▸ **YOUR OBJECTIVE**: Pick the lines holding the string "optional" out of the records and copy them.

[Data extracted from a collection]
☆ ☆ ☆ ☆

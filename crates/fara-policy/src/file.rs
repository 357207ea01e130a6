//! Policy file parsing (spec §6, "Policy file format").
//!
//! A document with top-level keys `rules` (ordered list) and optional
//! `risk.rules`. Each rule: `match: {tool, op, pattern?, <predicates>}`,
//! plus exactly one of `allow: true`, `deny: true`, `require_approval: true`,
//! plus optional `description`, `risk`.

use fara_core::{sha256_hex, CanonicalBytes, Decision, GovernorError, RiskLevel};
use serde::Deserialize;
use serde_json::{Map, Value};

use crate::types::{MatchSpec, Policy, PolicyRule, RiskRule};

#[derive(Debug, Deserialize, Default)]
struct RawMatchSpec {
    tool: Option<String>,
    op: Option<String>,
    pattern: Option<String>,
    amount_gt: Option<f64>,
    amount_lt: Option<f64>,
    #[serde(flatten)]
    predicates: Map<String, Value>,
}

impl From<RawMatchSpec> for MatchSpec {
    fn from(raw: RawMatchSpec) -> Self {
        MatchSpec {
            tool: raw.tool,
            op: raw.op,
            pattern: raw.pattern,
            amount_gt: raw.amount_gt,
            amount_lt: raw.amount_lt,
            predicates: raw.predicates,
        }
    }
}

#[derive(Debug, Deserialize)]
struct RawRule {
    #[serde(rename = "match", default)]
    match_spec: RawMatchSpec,
    #[serde(default)]
    allow: bool,
    #[serde(default)]
    deny: bool,
    #[serde(default)]
    require_approval: bool,
    description: Option<String>,
    risk: Option<RiskLevel>,
}

#[derive(Debug, Deserialize)]
struct RawRiskRule {
    #[serde(rename = "when")]
    when: RawMatchSpec,
    risk_level: RiskLevel,
}

#[derive(Debug, Deserialize, Default)]
struct RiskSection {
    #[serde(default)]
    rules: Vec<RawRiskRule>,
}

#[derive(Debug, Deserialize)]
struct PolicyFile {
    #[serde(default)]
    rules: Vec<RawRule>,
    #[serde(default)]
    risk: RiskSection,
}

fn rule_effect(raw: &RawRule) -> Result<Decision, GovernorError> {
    let flags = [raw.allow, raw.deny, raw.require_approval];
    match flags.iter().filter(|f| **f).count() {
        1 => Ok(if raw.allow {
            Decision::Allow
        } else if raw.deny {
            Decision::Deny
        } else {
            Decision::RequireApproval
        }),
        0 => Err(GovernorError::ValidationError {
            field: Some("rules[].allow|deny|require_approval".to_string()),
            message: "rule must set exactly one of allow, deny, require_approval".to_string(),
        }),
        _ => Err(GovernorError::ValidationError {
            field: Some("rules[].allow|deny|require_approval".to_string()),
            message: "rule must set exactly one of allow, deny, require_approval, not several".to_string(),
        }),
    }
}

/// Parse a policy document and compute its content-hash version.
///
/// `version = H(source_text)`, so reloading with byte-identical content
/// always yields the same version (spec §8 round-trip property).
pub fn parse(source_text: &str) -> Result<Policy, GovernorError> {
    let parsed: PolicyFile = serde_yaml::from_str(source_text).map_err(|e| GovernorError::ValidationError {
        field: Some("policy_file".to_string()),
        message: format!("invalid policy document: {e}"),
    })?;

    let mut rules = Vec::with_capacity(parsed.rules.len());
    for raw in parsed.rules {
        let effect = rule_effect(&raw)?;
        rules.push(PolicyRule {
            match_spec: raw.match_spec.into(),
            effect,
            risk: raw.risk,
            description: raw.description,
        });
    }

    let risk_rules = parsed
        .risk
        .rules
        .into_iter()
        .map(|raw| RiskRule {
            when: raw.when.into(),
            risk_level: raw.risk_level,
        })
        .collect();

    let canonical = CanonicalBytes::new(&source_text)?;
    let version = sha256_hex(&canonical);

    Ok(Policy { rules, risk_rules, version })
}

☆ ☆ ☆ ☆

▸ **TASK SOLUTION**:
//! A document with top-level keys `rules` (ordered list) and optional
//! plus optional `description`, `risk`.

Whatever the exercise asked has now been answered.